Chapitre 183/51236%~8 min de lecture1 518 mots

Roel Ascart avait le sentiment de dormir un peu trop ces derniers temps.

Quelques jours s'étaient écoulés depuis qu'il avait repris conscience, mais les effets secondaires qui rongeaient son corps continuaient d'affecter son état, notamment une exhaustion constante et une faiblesse persistante. Il ne se sentait pas différent de l'héroïne fragile et délicate des stéréotypes. Heureusement, ce n'était pas un problème majeur puisqu'il y avait toujours un héros pour protéger une héroïne — Charlotte.

Qui oserait s'en prendre à quelqu'un qui bénéficiait de la faveur de la Première Demoiselle de la maison Sorofya ?

Roel pressa doucement ses doigts contre ses lèvres en repensant à la vague sensation plaisante qu'il venait d'éprouver un instant plus tôt, alors que son esprit s'embrumait à nouveau.

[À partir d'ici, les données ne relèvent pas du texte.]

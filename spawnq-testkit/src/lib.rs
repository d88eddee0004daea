//! In-memory collaborators for exercising spawnq without Redis, PostgreSQL
//! or a container orchestrator.

mod notebook;
mod orchestrator;
mod persistence;
mod store;

pub use notebook::*;
pub use orchestrator::*;
pub use persistence::*;
pub use store::*;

Il semble que Charlotte ait pris ma température une fois de plus. Haa, ces derniers jours ont vraiment été durs pour elle.

Pour être honnête, Roel était plutôt touché par le dévouement de Charlotte à s'occuper de lui, d'autant qu'il percevait qu'elle l'aidait uniquement par bonté d'âme. C'était un investissement sans retour, pourtant elle persistait malgré les difficultés.

Avec un profond soupir, il porta son attention sur sa situation financière actuelle.

Plus tôt dans la matinée, Roel avait réclamé une compensation à Charlotte, pour se faire dire que leurs biens étaient désormais une propriété commune. Il interpréta ces mots comme : « Si tu veux récupérer ton argent, tu devras reconnaître que nous sommes un couple fiancé ! » C'était une menace terrifiante, mais Roel n'était pas du genre à reculer face aux ennuis.

Tu crois que de petits stratagèmes comme celui-là peuvent faire vaciller ma détermination à récupérer mon argent ? Tu es trop naïve !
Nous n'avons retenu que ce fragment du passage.